[[ Material for this exercise, beginning ]]

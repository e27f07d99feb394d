use serde::Serialize;

use super::{FileWrite, ToolOutcome};
use crate::sandbox::Sandbox;

/// Write each file independently. Failures are reported per path and do
/// not stop the remaining writes.
pub(super) async fn write(sandbox: &dyn Sandbox, files: &[FileWrite]) -> ToolOutcome {
    let mut written = Vec::new();
    let mut failed = Vec::new();

    for (index, file) in files.iter().enumerate() {
        match sandbox.write_file(&file.path, &file.content).await {
            Ok(()) => written.push(index),
            Err(e) => {
                tracing::warn!(path = %file.path, error = %e, "Failed to write file");
                failed.push(format!("- {}: {}", file.path, e));
            }
        }
    }

    let mut result = format!("Wrote {} file(s)", written.len());
    if !written.is_empty() {
        result.push_str(": ");
        let paths: Vec<&str> = written.iter().map(|&i| files[i].path.as_str()).collect();
        result.push_str(&paths.join(", "));
    }
    if !failed.is_empty() {
        result.push_str(&format!("\nFailed to write {} file(s):\n", failed.len()));
        result.push_str(&failed.join("\n"));
    }

    ToolOutcome { result, written }
}

#[derive(Serialize)]
struct FileContent<'a> {
    path: &'a str,
    content: String,
}

/// Read every path, or report the first failure as `Error: ...`.
pub(super) async fn read(sandbox: &dyn Sandbox, paths: &[String]) -> String {
    let mut contents = Vec::with_capacity(paths.len());
    for path in paths {
        match sandbox.read_file(path).await {
            Ok(content) => contents.push(FileContent { path, content }),
            Err(e) => return format!("Error: {}", e),
        }
    }
    serde_json::to_string(&contents).unwrap_or_else(|e| format!("Error: {}", e))
}

#[cfg(test)]
mod tests {
    use super::*;
    use crate::sandbox::SandboxProvider;
    use crate::tools::ToolInvocation;
    use crate::test_support::FakeSandboxProvider;

    fn file(path: &str, content: &str) -> FileWrite {
        FileWrite {
            path: path.into(),
            content: content.into(),
        }
    }

    #[tokio::test]
    async fn test_write_reports_each_path() {
        let provider = FakeSandboxProvider::new();
        provider.fail_writes_to("locked.txt");
        let sandbox_ref = provider.create("t").await.unwrap();
        let sandbox = provider.connect(&sandbox_ref.sandbox_id).await.unwrap();

        let outcome = write(
            sandbox.as_ref(),
            &[file("app/page.tsx", "x"), file("locked.txt", "y")],
        )
        .await;

        assert_eq!(outcome.written, vec![0]);
        assert!(outcome.result.starts_with("Wrote 1 file(s): app/page.tsx"));
        assert!(outcome.result.contains("Failed to write 1 file(s):\n- locked.txt"));
        assert_eq!(
            provider.file(&sandbox_ref.sandbox_id, "app/page.tsx").as_deref(),
            Some("x")
        );
    }

    #[tokio::test]
    async fn test_write_tracks_repeated_path_by_position() {
        let provider = FakeSandboxProvider::new();
        provider.fail_writes_after(1);
        let sandbox_ref = provider.create("t").await.unwrap();
        let sandbox = provider.connect(&sandbox_ref.sandbox_id).await.unwrap();

        let invocation = ToolInvocation::WriteFiles {
            files: vec![file("app/page.tsx", "first"), file("app/page.tsx", "second")],
        };
        let outcome = invocation.execute(sandbox.as_ref()).await;

        assert_eq!(outcome.written, vec![0]);
        assert!(outcome.result.contains("Failed to write 1 file(s):\n- app/page.tsx"));
        let merged: Vec<_> = invocation.written_files(&outcome.written).collect();
        assert_eq!(merged, vec![("app/page.tsx", "first")]);
        assert_eq!(
            provider.file(&sandbox_ref.sandbox_id, "app/page.tsx").as_deref(),
            Some("first")
        );
    }

    #[tokio::test]
    async fn test_read_returns_json_array() {
        let provider = FakeSandboxProvider::new();
        let sandbox_ref = provider.create("t").await.unwrap();
        let sandbox = provider.connect(&sandbox_ref.sandbox_id).await.unwrap();
        sandbox.write_file("a.txt", "hello").await.unwrap();

        let out = read(sandbox.as_ref(), &["a.txt".to_string()]).await;
        let parsed: serde_json::Value = serde_json::from_str(&out).unwrap();
        assert_eq!(parsed[0]["path"], "a.txt");
        assert_eq!(parsed[0]["content"], "hello");
    }

    #[tokio::test]
    async fn test_read_missing_file_is_error_string() {
        let provider = FakeSandboxProvider::new();
        let sandbox_ref = provider.create("t").await.unwrap();
        let sandbox = provider.connect(&sandbox_ref.sandbox_id).await.unwrap();

        let out = read(sandbox.as_ref(), &["missing.txt".to_string()]).await;
        assert_eq!(out, "Error: File not found in sandbox: missing.txt");
    }
}
//! CLI command implementations.
//!
//! | Module  | Commands handled |
//! |---------|------------------|
//! | `init`  | `Init`           |
//! | `serve` | `Serve`          |
//! | `run`   | `Run`            |

pub mod init;
pub mod run;
pub mod serve;

pub use init::cmd_init;
pub use run::cmd_run;
pub use serve::cmd_serve;
//! Crate root: public surface and analysis-wide invariants
//!
//! State-space analysis of timed synchronous dataflow graphs: maximal
//! self-timed throughput, Pareto-minimal storage allocations against a
//! throughput bound, and both questions for graphs bound to multi-tile
//! platforms with TDMA-arbitrated processors.
//!
//! ## Invariants
//!
//! - **Determinism.** The simulator takes every enabled transition before
//!   advancing time, scanning actors in ascending id order; two runs over
//!   the same graph and storage allocation produce identical throughput and
//!   dependency marks.
//! - **Exact throughput.** Throughput is carried as a reduced
//!   `iterations / ticks` fraction ([`Throughput`]); the explorer's pruning
//!   and its "maximal throughput reached" stop test compare exactly, and
//!   floating point appears only against caller-supplied bounds.
//! - **Monotone search.** Storage allocations are explored in increasing
//!   total size, enlarging only channels that showed a storage dependency,
//!   by steps of `gcd(production rate, consumption rate)`. Self-edges are
//!   never enlarged.
//! - **Deadlock is a value.** A run that cannot progress reports zero
//!   throughput with its dependency marks intact; errors are reserved for
//!   malformed inputs ([`AnalysisError`]) and fail fast at entry.
//!
//! The graph model is deliberately small ([`TimedGraph`]): dense ids, one
//! execution time per processor type, channels with fixed rates. Rendering,
//! file formats and platform description parsing live outside this crate.

#![forbid(unsafe_code)]
#![deny(missing_docs, rust_2018_idioms)]

/// Binding-aware rewrite: fold a platform mapping into the graph.
pub mod binding;
mod dependencies;
/// Storage distributions, distribution sets and the trade-off lattice.
pub mod distribution;
/// Throughput / storage-space trade-off exploration.
pub mod explorer;
/// The timed SDF graph model consumed by every analysis.
pub mod graph;
/// Shared output-buffer sizing after Ning and Gao.
pub mod ning_gao;
/// Platform model: tiles, connections, mappings and schedules.
pub mod platform;
/// Repetition vectors and output-actor selection.
pub mod repetition;
mod state;
/// Throughput analyses and the exact throughput fraction.
pub mod throughput;
mod transition;

pub use binding::{BindingAwareGraph, BindingContext};
pub use distribution::{StorageDistribution, StorageDistributionSet};
pub use explorer::{analyze_binding_aware_buffer_tradeoff, analyze_buffer_tradeoff};
pub use graph::{
    Actor, ActorId, BufferSizes, Channel, ChannelId, GraphError, Ticks, TileId, TimedGraph, Tokens,
};
pub use ning_gao::{analyze_ning_gao, NingGaoResult};
pub use platform::{
    Connection, ConnectionId, FlowType, Mapping, MappingError, PlatformGraph, StaticOrderSchedule,
    Tile,
};
pub use repetition::{ConsistencyError, RepetitionVector};
pub use state::StateSpaceExhausted;
pub use throughput::{
    analyze_binding_aware_throughput, analyze_bound_graph, analyze_throughput, Throughput,
};

/// Any way an analysis call can fail. Simulator-level deadlock is *not* an
/// error; it surfaces as zero [`Throughput`].
#[derive(Debug, thiserror::Error)]
pub enum AnalysisError {
    /// The graph itself is malformed (unknown ids, zero rates, missing
    /// execution times).
    #[error(transparent)]
    Graph(#[from] GraphError),
    /// The balance equations have no positive solution.
    #[error(transparent)]
    InconsistentGraph(#[from] ConsistencyError),
    /// The platform mapping is contradictory or incomplete.
    #[error(transparent)]
    InvalidMapping(#[from] MappingError),
    /// A run outgrew the stored-state cap.
    #[error(transparent)]
    ResourceExhausted(#[from] StateSpaceExhausted),
}
//! Platform collaborator model
//!
//! Tiles with TDMA-arbitrated processors, connections between tiles, and the
//! mapping of an application graph onto them: actor→tile and
//! channel→connection bindings plus one static-order schedule per tile. The
//! binding-aware rewrite validates a [`Mapping`] against a
//! [`PlatformGraph`] and folds both into an extended SDF graph.
//!
//! Validation is strict and fails fast: an actor bound to two tiles, a
//! channel bound to two connections, a connection whose endpoints do not
//! match the mapped tiles, or a memory too small for a channel's initial
//! tokens are all fatal before any analysis starts.

#![forbid(unsafe_code)]

use crate::graph::{ActorId, ChannelId, Ticks, TileId};

/// Dense connection id in the platform graph.
#[derive(Copy, Clone, Debug, PartialEq, Eq, PartialOrd, Ord, Hash)]
pub struct ConnectionId(pub usize);

impl ConnectionId {
    /// Access the underlying index.
    #[inline]
    pub fn as_usize(self) -> usize {
        self.0
    }
}

/// A tile: one processor with a TDMA wheel and a reserved slice.
#[derive(Debug, Clone)]
pub struct Tile {
    /// Tile name.
    pub name: String,
    /// Processor type; actors must carry an execution time for it.
    pub processor_type: String,
    /// TDMA wheel size in ticks.
    pub wheel_size: Ticks,
    /// Slice of the wheel reserved for the application, in ticks.
    pub slice: Ticks,
}

/// A directed connection between two tiles.
#[derive(Debug, Clone)]
pub struct Connection {
    /// Connection name.
    pub name: String,
    /// Source tile.
    pub src: TileId,
    /// Destination tile.
    pub dst: TileId,
    /// Fixed latency in ticks.
    pub latency: Ticks,
}

/// The multi-tile platform: tiles and the connections between them.
#[derive(Debug, Clone, Default)]
pub struct PlatformGraph {
    tiles: Vec<Tile>,
    connections: Vec<Connection>,
}

impl PlatformGraph {
    /// Create an empty platform.
    pub fn new() -> Self {
        Self::default()
    }

    /// Append a tile; its id is the current tile count.
    pub fn add_tile(&mut self, tile: Tile) -> TileId {
        self.tiles.push(tile);
        TileId(self.tiles.len() - 1)
    }

    /// Append a connection between existing tiles.
    pub fn add_connection(&mut self, connection: Connection) -> ConnectionId {
        self.connections.push(connection);
        ConnectionId(self.connections.len() - 1)
    }

    /// Number of tiles.
    #[inline]
    pub fn nr_tiles(&self) -> usize {
        self.tiles.len()
    }

    /// Number of connections.
    #[inline]
    pub fn nr_connections(&self) -> usize {
        self.connections.len()
    }

    /// Tile by id.
    #[inline]
    pub fn tile(&self, t: TileId) -> &Tile {
        &self.tiles[t.as_usize()]
    }

    /// Connection by id.
    #[inline]
    pub fn connection(&self, c: ConnectionId) -> &Connection {
        &self.connections[c.as_usize()]
    }
}

/// A static-order schedule: a firing sequence with a loop-back position that
/// makes it effectively infinite.
#[derive(Debug, Clone, Default, PartialEq, Eq)]
pub struct StaticOrderSchedule {
    entries: Vec<ActorId>,
    start_periodic: usize,
}

impl StaticOrderSchedule {
    /// A schedule that repeats `entries` from `start_periodic` once the end
    /// is reached.
    pub fn new(entries: Vec<ActorId>, start_periodic: usize) -> Self {
        Self { entries, start_periodic }
    }

    /// A fully periodic schedule (loops back to the first entry).
    pub fn periodic(entries: Vec<ActorId>) -> Self {
        Self::new(entries, 0)
    }

    /// True when the schedule has no entries.
    #[inline]
    pub fn is_empty(&self) -> bool {
        self.entries.is_empty()
    }

    /// Number of entries.
    #[inline]
    pub fn len(&self) -> usize {
        self.entries.len()
    }

    /// Actor at `pos`, if in range.
    #[inline]
    pub fn entry(&self, pos: usize) -> Option<ActorId> {
        self.entries.get(pos).copied()
    }

    /// Position following `pos`, wrapping to the periodic part at the end.
    #[inline]
    pub fn next(&self, pos: usize) -> usize {
        if pos + 1 >= self.entries.len() {
            self.start_periodic
        } else {
            pos + 1
        }
    }

    /// Insert `actor` before `pos`, keeping the loop-back position on the
    /// same entry.
    pub fn insert(&mut self, pos: usize, actor: ActorId) {
        if self.start_periodic > pos {
            self.start_periodic += 1;
        }
        self.entries.insert(pos, actor);
    }

    /// Iterate the scheduled actors in order.
    pub fn iter(&self) -> impl Iterator<Item = ActorId> + '_ {
        self.entries.iter().copied()
    }
}

/// Which design flow's communication model the binding-aware rewrite uses.
#[derive(Copy, Clone, Debug, PartialEq, Eq)]
pub enum FlowType {
    /// Network-on-chip flow: connection-latency actor plus TDMA
    /// synchronisation on the destination tile.
    NSoC,
    /// Shared-bus flow: semaphore/credit/communication actors with an AMBA
    /// latency model and TDMA synchronisation on both tiles.
    MPFlow,
}

/// Errors raised while validating a mapping against platform and graph.
#[derive(Debug, thiserror::Error)]
pub enum MappingError {
    /// An actor appears in two actor bindings.
    #[error("actor {} is bound to multiple tiles", .0.as_usize())]
    ActorBoundTwice(ActorId),
    /// A channel appears in two channel bindings.
    #[error("channel {} is bound to multiple connections", .0.as_usize())]
    ChannelBoundTwice(ChannelId),
    /// Every mapped actor must be bound to a tile.
    #[error("actor {} is not bound to any tile", .0.as_usize())]
    ActorNotBound(ActorId),
    /// An intra-tile channel must not be bound to a connection.
    #[error("channel {} connects actors on one tile but is bound to a connection", .0.as_usize())]
    ChannelBoundWithinTile(ChannelId),
    /// An inter-tile channel must be bound to a connection.
    #[error("channel {} crosses tiles but is not bound to a connection", .0.as_usize())]
    ChannelNotBound(ChannelId),
    /// The bound connection does not run between the mapped tiles.
    #[error("channel {} is bound to a connection with mismatching endpoints", .0.as_usize())]
    ConnectionMismatch(ChannelId),
    /// The memory (or source buffer) cannot hold the channel's initial
    /// tokens.
    #[error("insufficient storage for the initial tokens of channel {}", .0.as_usize())]
    InsufficientMemory(ChannelId),
    /// An actor is bound to a tile whose processor type it has no execution
    /// time for.
    #[error("actor {actor} has no execution time for processor type '{processor}'")]
    NoExecutionTime {
        /// The mapped actor's id.
        actor: usize,
        /// The tile's processor type.
        processor: String,
    },
    /// A tile with bound actors has no static-order schedule.
    #[error("tile {} has bound actors but no schedule", .0.as_usize())]
    MissingSchedule(TileId),
    /// A tile's reserved slice is zero or exceeds its wheel.
    #[error("tile {} has an invalid TDMA slice", .0.as_usize())]
    InvalidSlice(TileId),
    /// A binding references an id outside the graph or platform.
    #[error("mapping references an unknown id")]
    UnknownId,
}

/// The binding of an application graph onto a platform.
#[derive(Debug, Clone, Default)]
pub struct Mapping {
    pub(crate) actor_bindings: Vec<(ActorId, TileId)>,
    pub(crate) channel_bindings: Vec<(ChannelId, ConnectionId)>,
    pub(crate) schedules: Vec<(TileId, StaticOrderSchedule)>,
}

impl Mapping {
    /// An empty mapping.
    pub fn new() -> Self {
        Self::default()
    }

    /// Bind an actor to a tile.
    pub fn bind_actor(&mut self, actor: ActorId, tile: TileId) -> &mut Self {
        self.actor_bindings.push((actor, tile));
        self
    }

    /// Bind a channel to a connection.
    pub fn bind_channel(&mut self, channel: ChannelId, connection: ConnectionId) -> &mut Self {
        self.channel_bindings.push((channel, connection));
        self
    }

    /// Set the static-order schedule of a tile.
    pub fn set_schedule(&mut self, tile: TileId, schedule: StaticOrderSchedule) -> &mut Self {
        self.schedules.push((tile, schedule));
        self
    }
}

[[ Material for this exercise, end ]]

Activity:
Both the first line of the data above and the line with "match sandbox.write_file(&file.path, &file.content).await" must be included; please return exactly those lines and the ones between them.

Worked solution:
repository e27f07d99feb394d
use serde::Serialize;

use super::{FileWrite, ToolOutcome};
use crate::sandbox::Sandbox;

/// Write each file independently. Failures are reported per path and do
/// not stop the remaining writes.
pub(super) async fn write(sandbox: &dyn Sandbox, files: &[FileWrite]) -> ToolOutcome {
    let mut written = Vec::new();
    let mut failed = Vec::new();

    for (index, file) in files.iter().enumerate() {
        match sandbox.write_file(&file.path, &file.content).await {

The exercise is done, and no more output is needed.